**What is needed**
Look through the entries below and count the lines that contain "single". Reply with that number only.

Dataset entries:
┄┄┄┄┄┄┄┄┄┄
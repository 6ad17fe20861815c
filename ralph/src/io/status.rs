//! Machine-readable status events for script integration (`--status-file`).
//!
//! The file always holds the latest event as a single JSON line.

use std::path::{Path, PathBuf};
use std::sync::atomic::{AtomicU32, Ordering};
use std::sync::{Mutex, PoisonError};

use anyhow::{Context, Result};
use chrono::{SecondsFormat, Utc};
use serde::{Deserialize, Serialize};
use tracing::warn;

use crate::core::types::{FinishReason, FinishRecord};
use crate::io::atomic::write_atomic;

#[derive(Debug, Clone, Copy, PartialEq, Eq, Serialize, Deserialize)]
#[serde(rename_all = "snake_case")]
pub enum StatusKind {
    IterationStart,
    IterationEnd,
    TaskComplete,
    Complete,
    Exhausted,
    Cancelled,
}

impl From<FinishReason> for StatusKind {
    fn from(reason: FinishReason) -> Self {
        match reason {
            FinishReason::Succeeded => StatusKind::Complete,
            FinishReason::Exhausted => StatusKind::Exhausted,
            FinishReason::Interrupted => StatusKind::Cancelled,
        }
    }
}

/// One status update.
#[derive(Debug, Clone, PartialEq, Eq, Serialize, Deserialize)]
pub struct StatusEvent {
    pub event: StatusKind,
    /// Global iteration (1-based; 0 before the first attempt).
    pub iteration: u32,
    pub agent: String,
    /// RFC 3339, UTC.
    pub timestamp: String,
    #[serde(default, skip_serializing_if = "Option::is_none")]
    pub message: Option<String>,
    /// Set on terminal events.
    #[serde(default, skip_serializing_if = "Option::is_none")]
    pub exit_code: Option<i32>,
    /// True when every task was completed.
    #[serde(default, skip_serializing_if = "std::ops::Not::not")]
    pub done_flag: bool,
}

/// Writes status events to a single file, remembering the last iteration seen.
#[derive(Debug)]
pub struct StatusWriter {
    path: PathBuf,
    agent: String,
    last_iteration: AtomicU32,
    lock: Mutex<()>,
}

impl StatusWriter {
    pub fn new(path: impl Into<PathBuf>, agent: impl Into<String>) -> Self {
        Self {
            path: path.into(),
            agent: agent.into(),
            last_iteration: AtomicU32::new(0),
            lock: Mutex::new(()),
        }
    }

    pub fn path(&self) -> &Path {
        &self.path
    }

    /// Emit a progress event; failures are logged, never returned.
    pub fn emit(&self, event: StatusKind, iteration: u32, message: Option<String>) {
        self.last_iteration.store(iteration, Ordering::SeqCst);
        self.emit_event(StatusEvent {
            event,
            iteration,
            agent: self.agent.clone(),
            timestamp: now_rfc3339(),
            message,
            exit_code: None,
            done_flag: false,
        });
    }

    /// Emit the terminal event for a finished session.
    pub fn emit_finish(&self, record: &FinishRecord) {
        self.emit_event(StatusEvent {
            event: record.reason.into(),
            iteration: self.last_iteration.load(Ordering::SeqCst),
            agent: self.agent.clone(),
            timestamp: record.at.to_rfc3339_opts(SecondsFormat::Secs, true),
            message: Some(record.note.clone()),
            exit_code: Some(record.reason.exit_code()),
            done_flag: record.reason == FinishReason::Succeeded,
        });
    }

    fn emit_event(&self, event: StatusEvent) {
        let _guard = self.lock.lock().unwrap_or_else(PoisonError::into_inner);
        if let Err(err) = write_status(&self.path, &event) {
            warn!(path = %self.path.display(), err = %format!("{err:#}"), "failed to write status file");
        }
    }
}

/// Write one JSON status event (single line, trailing newline).
pub fn write_status(path: &Path, event: &StatusEvent) -> Result<()> {
    let mut line = serde_json::to_string(event).context("serialize status event")?;
    line.push('\n');
    write_atomic(path, &line)
}

fn now_rfc3339() -> String {
    Utc::now().to_rfc3339_opts(SecondsFormat::Secs, true)
}

#[cfg(test)]
mod tests {
    use super::*;
    use std::fs;

    fn read_event(path: &Path) -> StatusEvent {
        let data = fs::read_to_string(path).expect("read status file");
        assert!(data.ends_with('\n'));
        serde_json::from_str(&data).expect("parse status event")
    }

    #[test]
    fn iteration_start_has_timestamp_and_no_terminal_fields() {
        let temp = tempfile::tempdir().expect("tempdir");
        let path = temp.path().join("status.json");
        let writer = StatusWriter::new(&path, "claude");

        writer.emit(StatusKind::IterationStart, 1, None);

        let got = read_event(&path);
        assert_eq!(got.event, StatusKind::IterationStart);
        assert_eq!(got.iteration, 1);
        assert_eq!(got.agent, "claude");
        assert!(!got.timestamp.is_empty());
        assert_eq!(got.exit_code, None);
        assert!(!got.done_flag);

        let raw = fs::read_to_string(&path).expect("read");
        assert!(!raw.contains("exit_code"));
        assert!(!raw.contains("done_flag"));
        assert!(raw.contains("\"event\":\"iteration_start\""));
    }

    #[test]
    fn complete_event_sets_done_flag_and_exit_code() {
        let temp = tempfile::tempdir().expect("tempdir");
        let path = temp.path().join("status.json");
        let writer = StatusWriter::new(&path, "gemini");
        writer.emit(StatusKind::IterationEnd, 3, None);

        writer.emit_finish(&FinishRecord {
            reason: FinishReason::Succeeded,
            note: "all tasks complete".to_string(),
            at: Utc::now(),
        });

        let got = read_event(&path);
        assert_eq!(got.event, StatusKind::Complete);
        assert_eq!(got.iteration, 3);
        assert!(got.done_flag);
        assert_eq!(got.exit_code, Some(crate::exit_codes::OK));
    }

    #[test]
    fn cancelled_event_uses_interrupted_exit_code() {
        let temp = tempfile::tempdir().expect("tempdir");
        let path = temp.path().join("status.json");
        let writer = StatusWriter::new(&path, "copilot");

        writer.emit_finish(&FinishRecord {
            reason: FinishReason::Interrupted,
            note: "signal".to_string(),
            at: Utc::now(),
        });

        let got = read_event(&path);
        assert_eq!(got.event, StatusKind::Cancelled);
        assert_eq!(got.exit_code, Some(crate::exit_codes::INTERRUPTED));
        assert!(!got.done_flag);
        assert_eq!(got.message.as_deref(), Some("signal"));
    }

    #[test]
    fn unwritable_path_is_not_fatal() {
        let temp = tempfile::tempdir().expect("tempdir");
        let blocker = temp.path().join("file");
        fs::write(&blocker, "x").expect("write blocker");
        let writer = StatusWriter::new(blocker.join("status.json"), "claude");
        writer.emit(StatusKind::IterationStart, 1, None);
    }
}
//! Loop configuration loaded from `ralph.toml`.

use std::collections::BTreeMap;
use std::fs;
use std::path::{Path, PathBuf};

use anyhow::{Context, Result, anyhow, bail};
use serde::{Deserialize, Serialize};
use tracing::debug;

use crate::io::tools::ToolSpec;

/// Config file looked up in the working directory when `--config` is absent.
pub const DEFAULT_CONFIG_FILE: &str = "ralph.toml";

/// Loop configuration (TOML).
///
/// Every field is optional in the file; missing fields take the defaults below.
#[derive(Debug, Clone, Serialize, Deserialize, PartialEq, Eq)]
#[serde(default)]
pub struct LoopConfig {
    /// Agent used when none is named on the command line.
    pub default_agent: String,

    /// Literal the agent must print to stdout to mark a task done.
    pub completion_token: String,

    /// Pause between attempts, in milliseconds.
    pub pause_ms: u64,

    /// Session directory, relative to the working directory.
    pub session_dir: PathBuf,

    /// Audit log path, relative to the working directory.
    pub audit_log: PathBuf,

    /// Lines of `git diff --stat` kept in the context file.
    pub context_diff_lines: usize,

    /// Display truncation for signatures in console lines and tables.
    pub preview_chars: usize,

    /// Extra or replacement agent tools.
    pub tools: BTreeMap<String, ToolSpec>,
}

impl Default for LoopConfig {
    fn default() -> Self {
        Self {
            default_agent: "claude".to_string(),
            completion_token: "RALPH_DONE".to_string(),
            pause_ms: 2_000,
            session_dir: PathBuf::from(".ralph"),
            audit_log: PathBuf::from("ralph.log"),
            context_diff_lines: 40,
            preview_chars: 160,
            tools: BTreeMap::new(),
        }
    }
}

impl LoopConfig {
    pub fn validate(&self) -> Result<()> {
        if self.default_agent.trim().is_empty() {
            return Err(anyhow!("default_agent must be non-empty"));
        }
        if self.completion_token.trim().is_empty() {
            return Err(anyhow!("completion_token must be non-empty"));
        }
        if self.session_dir.as_os_str().is_empty() {
            return Err(anyhow!("session_dir must be non-empty"));
        }
        if self.audit_log.as_os_str().is_empty() {
            return Err(anyhow!("audit_log must be non-empty"));
        }
        if self.preview_chars == 0 {
            return Err(anyhow!("preview_chars must be > 0"));
        }
        for (name, spec) in &self.tools {
            spec.validate(name)?;
        }
        Ok(())
    }
}

/// Load config from a TOML file.
///
/// If the file is missing, returns `LoopConfig::default()`.
pub fn load_config(path: &Path) -> Result<LoopConfig> {
    if !path.exists() {
        debug!(path = %path.display(), "config missing, using defaults");
        let cfg = LoopConfig::default();
        cfg.validate()?;
        return Ok(cfg);
    }
    let contents = fs::read_to_string(path).with_context(|| format!("read {}", path.display()))?;
    let cfg: LoopConfig =
        toml::from_str(&contents).with_context(|| format!("parse {}", path.display()))?;
    cfg.validate()
        .with_context(|| format!("invalid config {}", path.display()))?;
    Ok(cfg)
}

/// Load the explicit config (which must exist) or `ralph.toml` under `workdir`.
pub fn resolve_config(explicit: Option<&Path>, workdir: &Path) -> Result<LoopConfig> {
    match explicit {
        Some(path) => {
            if !path.exists() {
                bail!("config file {} not found", path.display());
            }
            load_config(path)
        }
        None => load_config(&workdir.join(DEFAULT_CONFIG_FILE)),
    }
}

#[cfg(test)]
mod tests {
    use super::*;
    use crate::io::tools::InputMode;

    #[test]
    fn load_missing_returns_default() {
        let temp = tempfile::tempdir().expect("tempdir");
        let cfg = load_config(&temp.path().join("missing.toml")).expect("load");
        assert_eq!(cfg, LoopConfig::default());
    }

    #[test]
    fn partial_file_keeps_defaults() {
        let temp = tempfile::tempdir().expect("tempdir");
        let path = temp.path().join("ralph.toml");
        fs::write(
            &path,
            r#"
completion_token = "<done/>"
pause_ms = 0

[tools.local]
program = "sh"
args = ["-c", "cat"]
input = "stdin"
"#,
        )
        .expect("write");

        let cfg = resolve_config(None, temp.path()).expect("load");
        assert_eq!(cfg.completion_token, "<done/>");
        assert_eq!(cfg.pause_ms, 0);
        assert_eq!(cfg.session_dir, PathBuf::from(".ralph"));
        let local = cfg.tools.get("local").expect("local tool");
        assert_eq!(local.input, InputMode::Stdin);
        assert_eq!(local.args, vec!["-c", "cat"]);
    }

    #[test]
    fn blank_token_is_rejected() {
        let temp = tempfile::tempdir().expect("tempdir");
        let path = temp.path().join("ralph.toml");
        fs::write(&path, "completion_token = \"  \"\n").expect("write");
        let err = load_config(&path).unwrap_err();
        assert!(format!("{err:#}").contains("completion_token must be non-empty"));
    }

    #[test]
    fn explicit_missing_config_is_an_error() {
        let temp = tempfile::tempdir().expect("tempdir");
        let missing = temp.path().join("nope.toml");
        let err = resolve_config(Some(&missing), temp.path()).unwrap_err();
        assert!(err.to_string().contains("not found"));
    }
}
┄┄┄┄┄┄┄┄┄┄
**Your solution**
3